Saved data entries:

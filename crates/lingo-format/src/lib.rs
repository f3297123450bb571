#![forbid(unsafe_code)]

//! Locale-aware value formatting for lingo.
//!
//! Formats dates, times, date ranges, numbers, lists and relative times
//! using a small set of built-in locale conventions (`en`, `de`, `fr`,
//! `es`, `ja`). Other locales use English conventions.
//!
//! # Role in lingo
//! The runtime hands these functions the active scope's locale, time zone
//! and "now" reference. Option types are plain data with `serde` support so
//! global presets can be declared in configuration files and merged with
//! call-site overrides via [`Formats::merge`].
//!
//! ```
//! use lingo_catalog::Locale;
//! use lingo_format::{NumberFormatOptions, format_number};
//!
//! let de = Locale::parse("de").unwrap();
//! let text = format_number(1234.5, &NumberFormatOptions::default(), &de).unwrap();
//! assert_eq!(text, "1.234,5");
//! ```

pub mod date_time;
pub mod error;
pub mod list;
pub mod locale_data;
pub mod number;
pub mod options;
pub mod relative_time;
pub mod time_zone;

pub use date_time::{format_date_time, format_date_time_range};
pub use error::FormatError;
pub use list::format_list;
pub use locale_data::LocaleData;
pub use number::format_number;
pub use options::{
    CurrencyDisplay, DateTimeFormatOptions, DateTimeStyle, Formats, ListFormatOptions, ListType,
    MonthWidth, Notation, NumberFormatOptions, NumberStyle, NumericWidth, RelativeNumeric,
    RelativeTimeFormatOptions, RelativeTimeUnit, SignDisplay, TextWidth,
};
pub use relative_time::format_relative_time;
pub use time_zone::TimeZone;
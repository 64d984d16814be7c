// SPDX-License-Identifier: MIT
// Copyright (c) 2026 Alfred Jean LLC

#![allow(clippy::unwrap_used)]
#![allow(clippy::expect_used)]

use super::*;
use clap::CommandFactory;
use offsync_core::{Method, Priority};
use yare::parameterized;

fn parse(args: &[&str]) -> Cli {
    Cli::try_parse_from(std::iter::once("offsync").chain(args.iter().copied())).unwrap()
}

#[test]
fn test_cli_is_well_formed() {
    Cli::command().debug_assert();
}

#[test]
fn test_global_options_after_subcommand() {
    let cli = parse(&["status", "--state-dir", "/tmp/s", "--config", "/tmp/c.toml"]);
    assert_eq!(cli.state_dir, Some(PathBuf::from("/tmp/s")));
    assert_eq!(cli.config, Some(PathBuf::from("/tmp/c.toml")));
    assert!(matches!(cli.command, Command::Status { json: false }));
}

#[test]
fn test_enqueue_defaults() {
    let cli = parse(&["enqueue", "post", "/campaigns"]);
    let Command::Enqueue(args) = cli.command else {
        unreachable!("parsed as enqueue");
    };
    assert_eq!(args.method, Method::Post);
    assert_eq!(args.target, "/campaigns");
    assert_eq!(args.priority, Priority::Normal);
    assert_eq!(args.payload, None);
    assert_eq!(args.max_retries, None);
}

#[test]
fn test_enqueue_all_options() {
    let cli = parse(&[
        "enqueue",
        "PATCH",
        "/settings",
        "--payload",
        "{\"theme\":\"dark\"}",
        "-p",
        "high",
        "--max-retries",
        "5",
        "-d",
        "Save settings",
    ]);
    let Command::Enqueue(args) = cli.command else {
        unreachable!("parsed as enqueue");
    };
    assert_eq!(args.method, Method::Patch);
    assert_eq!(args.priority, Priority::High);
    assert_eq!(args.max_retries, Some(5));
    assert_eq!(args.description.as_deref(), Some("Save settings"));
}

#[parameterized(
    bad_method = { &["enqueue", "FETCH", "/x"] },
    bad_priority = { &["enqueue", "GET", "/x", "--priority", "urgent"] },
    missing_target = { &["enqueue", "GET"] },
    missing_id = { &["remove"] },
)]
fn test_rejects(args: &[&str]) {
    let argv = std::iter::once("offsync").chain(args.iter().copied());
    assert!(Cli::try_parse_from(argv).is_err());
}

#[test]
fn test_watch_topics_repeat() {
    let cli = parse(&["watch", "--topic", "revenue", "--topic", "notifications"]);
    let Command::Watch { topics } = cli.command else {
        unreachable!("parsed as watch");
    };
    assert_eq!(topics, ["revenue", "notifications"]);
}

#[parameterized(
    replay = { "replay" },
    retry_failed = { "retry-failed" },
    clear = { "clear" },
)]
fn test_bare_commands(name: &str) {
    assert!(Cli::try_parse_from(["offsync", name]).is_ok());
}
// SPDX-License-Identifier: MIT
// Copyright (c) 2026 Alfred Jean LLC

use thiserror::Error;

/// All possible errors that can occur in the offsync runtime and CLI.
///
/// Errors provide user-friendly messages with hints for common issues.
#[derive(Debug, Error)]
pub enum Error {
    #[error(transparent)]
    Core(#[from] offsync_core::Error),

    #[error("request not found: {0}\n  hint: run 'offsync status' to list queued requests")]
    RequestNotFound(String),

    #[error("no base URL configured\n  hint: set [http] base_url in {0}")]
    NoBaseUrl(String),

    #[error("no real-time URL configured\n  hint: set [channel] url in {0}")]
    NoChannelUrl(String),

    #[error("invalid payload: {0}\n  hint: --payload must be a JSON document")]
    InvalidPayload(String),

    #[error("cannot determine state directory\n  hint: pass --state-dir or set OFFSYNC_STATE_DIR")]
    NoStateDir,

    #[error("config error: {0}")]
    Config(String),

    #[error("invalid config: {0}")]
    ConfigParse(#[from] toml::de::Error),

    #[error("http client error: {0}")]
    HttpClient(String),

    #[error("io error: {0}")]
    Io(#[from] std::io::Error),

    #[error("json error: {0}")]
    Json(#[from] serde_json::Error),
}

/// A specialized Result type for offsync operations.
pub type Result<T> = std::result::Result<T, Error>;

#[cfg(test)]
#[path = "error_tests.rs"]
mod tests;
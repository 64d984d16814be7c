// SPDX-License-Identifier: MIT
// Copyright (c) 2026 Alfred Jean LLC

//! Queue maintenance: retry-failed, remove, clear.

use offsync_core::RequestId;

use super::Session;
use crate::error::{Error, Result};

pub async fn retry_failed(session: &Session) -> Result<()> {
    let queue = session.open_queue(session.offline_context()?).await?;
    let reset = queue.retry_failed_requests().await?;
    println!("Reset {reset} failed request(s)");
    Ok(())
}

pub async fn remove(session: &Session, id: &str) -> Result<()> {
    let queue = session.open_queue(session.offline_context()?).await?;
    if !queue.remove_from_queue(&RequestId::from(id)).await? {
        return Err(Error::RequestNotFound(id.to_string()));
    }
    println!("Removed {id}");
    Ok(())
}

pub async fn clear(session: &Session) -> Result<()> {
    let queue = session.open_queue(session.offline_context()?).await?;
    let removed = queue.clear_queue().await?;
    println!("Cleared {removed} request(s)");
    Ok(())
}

Problem description: If a line in the records includes the string "runtime", copy it.

Response to the task:
//! The runtime hands these functions the active scope's locale, time zone
/// All possible errors that can occur in the offsync runtime and CLI.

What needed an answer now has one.